Según algunos estudios sobre la violencia y los videojuegos apoyan la conclusión que los videojuegos violentos pueden incrementar el comportamiento agresivo en los niños y adolescentes , especialmente en los chicos, puesto que son los principales consumidores de este tipo de videojuegos, ya que es más socialmente aceptable que los chicos usen videojuegos.

Los videojuegos establecen un mal ejemplo y pueden ser, particularmente, influyentes, porque un jugador toma el papel de héroes, villanos, violentos, etc.

Exponerse cotidianamente a estas imágenes violentas puede desencadenar, a la largo plazo, una violencia más intensa. Todo ello puede ayudar a que el adolescente crea que a través de la violencia se pueden resolver los conflictos cotidianos.

Algunos consejos para padres sobre el uso de
videojuegos, pueden ser:



Ante todo, el videojuego debe ser supervisado, tanto el tipo de juego, como las horas dedicadas a dicha actividad.

- Se debe jugar con el niño o adolescente, para comprobar el contenido del mismo.

- Una vez comprobado el videojuego, establecer horarios para jugar.

- Promover otras actividades para suplir las horas de juego (jugar fútbol, béisbol, irse a convivir como familia, irse de día de campo, juntarse con otras familias para jugar y convivir..). Estas actividades deben ser constructivas y educativas.
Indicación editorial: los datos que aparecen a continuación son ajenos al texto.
pub mod server;
pub mod storage;
pub mod tracing;

use std::env;
use thiserror::Error;

/// Configuration error type
#[derive(Error, Debug)]
pub enum ConfigError {
    #[error("Environment variable '{0}' is required but not set")]
    MissingEnvVar(String),

    #[error("Failed to parse environment variable '{key}': {details}")]
    ParseError { key: String, details: String },
}

/// Application environment (dev = local, prod = deployed)
#[derive(Clone, Debug, PartialEq, Eq)]
pub enum Environment {
    Development, // Local dev (pretty logs)
    Production,  // Deployed (JSON logs)
}

impl Environment {
    pub fn from_env() -> Self {
        let app_env = env::var("APP_ENV").unwrap_or_else(|_| "development".to_string());

        if app_env.eq_ignore_ascii_case("production") {
            Environment::Production
        } else {
            Environment::Development
        }
    }

    pub fn is_production(&self) -> bool {
        matches!(self, Environment::Production)
    }

    pub fn is_development(&self) -> bool {
        matches!(self, Environment::Development)
    }
}

/// Static application identity, used by the health endpoint.
#[derive(Clone, Debug)]
pub struct AppInfo {
    pub name: &'static str,
    pub version: &'static str,
}

/// Capture the calling crate's name and version as an [`AppInfo`].
#[macro_export]
macro_rules! app_info {
    () => {
        $crate::AppInfo {
            name: env!("CARGO_PKG_NAME"),
            version: env!("CARGO_PKG_VERSION"),
        }
    };
}

/// Trait for configuration that can be loaded from environment variables
pub trait FromEnv: Sized {
    fn from_env() -> Result<Self, ConfigError>;
}

/// Helper to load and parse environment variable with a default value
pub fn env_or_default(key: &str, default: &str) -> String {
    env::var(key).unwrap_or_else(|_| default.to_string())
}

/// Helper to load and parse environment variable or return error
pub fn env_required(key: &str) -> Result<String, ConfigError> {
    env::var(key).map_err(|_| ConfigError::MissingEnvVar(key.to_string()))
}
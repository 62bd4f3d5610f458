//! # Axum Helpers
//!
//! A collection of utilities, middleware, and helpers for building Axum web applications.
//!
//! ## Modules
//!
//! - **[`auth`]**: HTTP Basic authentication with a pluggable credential validator
//! - **[`server`]**: Server setup, router composition, graceful shutdown
//! - **[`errors`]**: Structured error responses with error codes
//! - **[`extractors`]**: Custom extractors (validated JSON)
//! - **[`health`]**: Health endpoint reporting application identity

pub mod auth;
pub mod errors;
pub mod extractors;
pub mod health;
pub mod server;

// Re-export auth types
pub use auth::{basic_auth_middleware, AuthConfig, BasicAuth, CredentialValidator, StaticCredentials};

// Re-export server types
pub use server::{create_app, create_router, shutdown_signal};

// Re-export health types
pub use health::{health_router, HealthResponse};

// Re-export error types
pub use errors::{AppError, ErrorCode, ErrorResponse};

// Re-export extractors
pub use extractors::ValidatedJson;
//! HTTP Basic authentication.
//!
//! Credential checking goes through the [`CredentialValidator`] trait so a
//! real credential store can be substituted without touching the handlers.

pub mod basic;
pub mod config;

pub use basic::{basic_auth_middleware, BasicAuth, CredentialValidator, StaticCredentials};
pub use config::AuthConfig;
/// Ensures that the underlying directory is deleted.
impl<T: FileTree> Drop for WorkDir<T> {
    /// See also [`WorkDir::dispose`].
    fn drop(&mut self) {
        self.dispose();
    }
}

/// Returns whether nothing, not even a dangling link, exists at `path`.
fn is_vacant(path: &Path) -> io::Result<bool> {
    match fs::symlink_metadata(path) {
        Ok(_) => Ok(false),
        Err(e) if e.kind() == io::ErrorKind::NotFound => Ok(true),
        Err(e) => Err(e),
    }
}

impl<T: FileTree> Debug for WorkDir<T> {
    fn fmt(&self, f: &mut Formatter<'_>) -> std::fmt::Result {
        write!(f, "{:?}", self.path)
    }
}

/// Prints the path of the directory.
impl<T: FileTree> Display for WorkDir<T> {
    fn fmt(&self, f: &mut Formatter<'_>) -> std::fmt::Result {
        Display::fmt(&self.path.display(), f)
    }
}

/// Allows implicit treatment of WorkDir as a Path.
impl<T: FileTree> Deref for WorkDir<T> {
    type Target = Path;

    fn deref(&self) -> &Self::Target {
        &self.path
    }
}

impl<T: FileTree> Borrow<Path> for WorkDir<T> {
    fn borrow(&self) -> &Path {
        &self.path
    }
}

impl<T: FileTree> AsRef<Path> for WorkDir<T> {
    fn as_ref(&self) -> &Path {
        &self.path
    }
}

#[cfg(test)]
mod tests {
    use super::*;
    use crate::SHORT_ID_LEN;
    use std::sync::atomic::{AtomicUsize, Ordering};
    use std::sync::Arc;

    /// Counts removals and optionally fails them.
    #[derive(Default, Clone)]
    struct CountingTree {
        deletes: Arc<AtomicUsize>,
        fail_delete: bool,
    }

    impl FileTree for CountingTree {
        fn copy_tree(
            &self,
            src: &Path,
            dst: &Path,
            filter: Option<&EntryFilter>,
        ) -> io::Result<()> {
            LocalFileTree.copy_tree(src, dst, filter)
        }

        fn delete_tree(&self, path: &Path) -> io::Result<()> {
            self.deletes.fetch_add(1, Ordering::SeqCst);
            if self.fail_delete {
                return Err(io::Error::new(io::ErrorKind::PermissionDenied, "locked"));
            }
            LocalFileTree.delete_tree(path)
        }
    }

    /// Writes one file and then fails.
    struct BrokenCopyTree;

    impl FileTree for BrokenCopyTree {
        fn copy_tree(&self, _: &Path, dst: &Path, _: Option<&EntryFilter>) -> io::Result<()> {
            fs::write(dst.join("partial.txt"), "partial")?;
            Err(io::Error::new(io::ErrorKind::Other, "disk full"))
        }

        fn delete_tree(&self, path: &Path) -> io::Result<()> {
            LocalFileTree.delete_tree(path)
        }
    }

    #[test]
    fn test_new() -> Result<(), Error> {
        let dir = WorkDir::new()?;

        let dir_path = dir.to_path_buf();
        assert!(dir_path.is_dir());
        assert_eq!(dir_path.parent(), Some(WorkDir::default_dir()?.as_path()));

        drop(dir);
        assert!(!dir_path.exists());
        Ok(())
    }

    #[test]
    fn test_name_shape() -> Result<(), Error> {
        let base = tempfile::tempdir()?;
        let dir = WorkDir::new_in(base.path())?;

        let name = dir.file_name().and_then(|n| n.to_str()).unwrap();
        assert_eq!(name.len(), SHORT_ID_LEN);
        assert!(name.bytes().all(|b| b.is_ascii_digit() || b.is_ascii_lowercase()));
        assert!(dir.path().is_absolute());
        Ok(())
    }

    #[test]
    fn test_missing_base_is_created() -> Result<(), Error> {
        let base = tempfile::tempdir()?;
        let nested = base.path().join("a").join("b");

        let dir = WorkDir::new_in(&nested)?;
        assert_eq!(dir.parent(), Some(nested.as_path()));
        assert!(dir.is_dir());
        Ok(())
    }

    #[test]
    fn test_base_is_a_file() -> Result<(), Error> {
        let base = tempfile::tempdir()?;
        let file = base.path().join("file");
        fs::write(&file, "x")?;

        assert!(matches!(WorkDir::new_in(&file), Err(Error::Io(_))));
        Ok(())
    }

    #[test]
    fn test_display_is_path() -> Result<(), Error> {
        let base = tempfile::tempdir()?;
        let dir = WorkDir::new_in(base.path())?;
        assert_eq!(dir.to_string(), dir.path().display().to_string());
        assert_eq!(format!("{:?}", dir), format!("{:?}", dir.path()));
        Ok(())
    }

    #[test]
    fn test_dispose_is_idempotent() -> Result<(), Error> {
        let base = tempfile::tempdir()?;
        let tree = CountingTree::default();
        let mut dir = WorkDir::new_in_with(base.path(), tree.clone())?;
        let dir_path = dir.to_path_buf();

        dir.dispose();
        assert!(dir.is_disposed());
        assert!(!dir_path.exists());

        dir.dispose();
        drop(dir);
        assert_eq!(tree.deletes.load(Ordering::SeqCst), 1);
        Ok(())
    }

    #[test]
    fn test_dispose_after_external_removal() -> Result<(), Error> {
        let base = tempfile::tempdir()?;
        let mut dir = WorkDir::new_in(base.path())?;

        fs::remove_dir_all(dir.path())?;
        dir.dispose();
        dir.dispose();
        Ok(())
    }

    #[test]
    fn test_dispose_swallows_delete_errors() -> Result<(), Error> {
        let base = tempfile::tempdir()?;
        let tree = CountingTree {
            fail_delete: true,
            ..Default::default()
        };
        let mut dir = WorkDir::new_in_with(base.path(), tree.clone())?;
        let dir_path = dir.to_path_buf();

        dir.dispose();
        drop(dir);

        assert_eq!(tree.deletes.load(Ordering::SeqCst), 1);
        // The failed removal leaves the directory behind.
        assert!(dir_path.is_dir());
        Ok(())
    }

    #[test]
    fn test_close_reports_delete_errors_once() -> Result<(), Error> {
        let base = tempfile::tempdir()?;
        let tree = CountingTree {
            fail_delete: true,
            ..Default::default()
        };
        let dir = WorkDir::new_in_with(base.path(), tree.clone())?;

        assert!(matches!(dir.close(), Err(Error::Io(_))));
        assert_eq!(tree.deletes.load(Ordering::SeqCst), 1);
        Ok(())
    }

    #[test]
    fn test_close_after_dispose() -> Result<(), Error> {
        let base = tempfile::tempdir()?;
        let mut dir = WorkDir::new_in(base.path())?;
        dir.dispose();
        dir.close()
    }

    #[test]
    fn test_partial_copy_is_rolled_back() -> Result<(), Error> {
        let base = tempfile::tempdir()?;
        let src = tempfile::tempdir()?;

        let result = (|| -> Result<(), Error> {
            let dir = WorkDir::new_in_with(base.path(), BrokenCopyTree)?;
            dir.populate_from(src.path(), None)?;
            Ok(())
        })();

        assert!(matches!(result, Err(Error::Io(_))));
        assert!(fs::read_dir(base.path())?.next().is_none());
        Ok(())
    }

    #[test]
    fn test_populate_from_missing_source() -> Result<(), Error> {
        let base = tempfile::tempdir()?;
        let dir = WorkDir::new_in(base.path())?;
        let missing = base.path().join("missing");

        assert!(matches!(
            dir.populate_from(&missing, None),
            Err(Error::InvalidDirectory)
        ));
        assert!(dir.is_dir());
        Ok(())
    }

    #[test]
    fn test_is_vacant() -> Result<(), Error> {
        let base = tempfile::tempdir()?;
        let file = base.path().join("file");
        assert!(is_vacant(&file)?);
        fs::write(&file, "x")?;
        assert!(!is_vacant(&file)?);
        assert!(!is_vacant(base.path())?);
        Ok(())
    }

    #[cfg(unix)]
    #[test]
    fn test_dangling_link_is_not_vacant() -> Result<(), Error> {
        let base = tempfile::tempdir()?;
        let link = base.path().join("link");
        std::os::unix::fs::symlink(base.path().join("nowhere"), &link)?;
        assert!(!is_vacant(&link)?);
        Ok(())
    }
}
- Se recomienda utilizar el videojuego
como premio o recompensa, cuando el niño cumpla con sus responsabilidades.

- Se aconseja contar con la ayuda de un
profesional si el comportamiento del niño no mejora.

Además del efecto perjudicial de los videojuegos para la agresividad, también puede generar adicción.

Probablemente se haya hablado de adicción para referirse al efecto motivador de estos juegos, a la sensación que lo invita a seguir jugando cuando ha terminado una partida; podemos hablar de adicción cuando:

- El jugador parece estar absorto al jugar, sin atender cuando lo solicitan.

- Siente demasiada tensión e incluso aprieta las mandíbulas cuando juega.

- No aparta la vista de la televisión o pantalla.

- Empieza a perder interés por otras actividades que antes practicaba.

- Trastornos del sueño.

- Mayor distanciamiento de la familia y amigos.

- Problemas con los estudios.

- No respeta los horarios estipulados.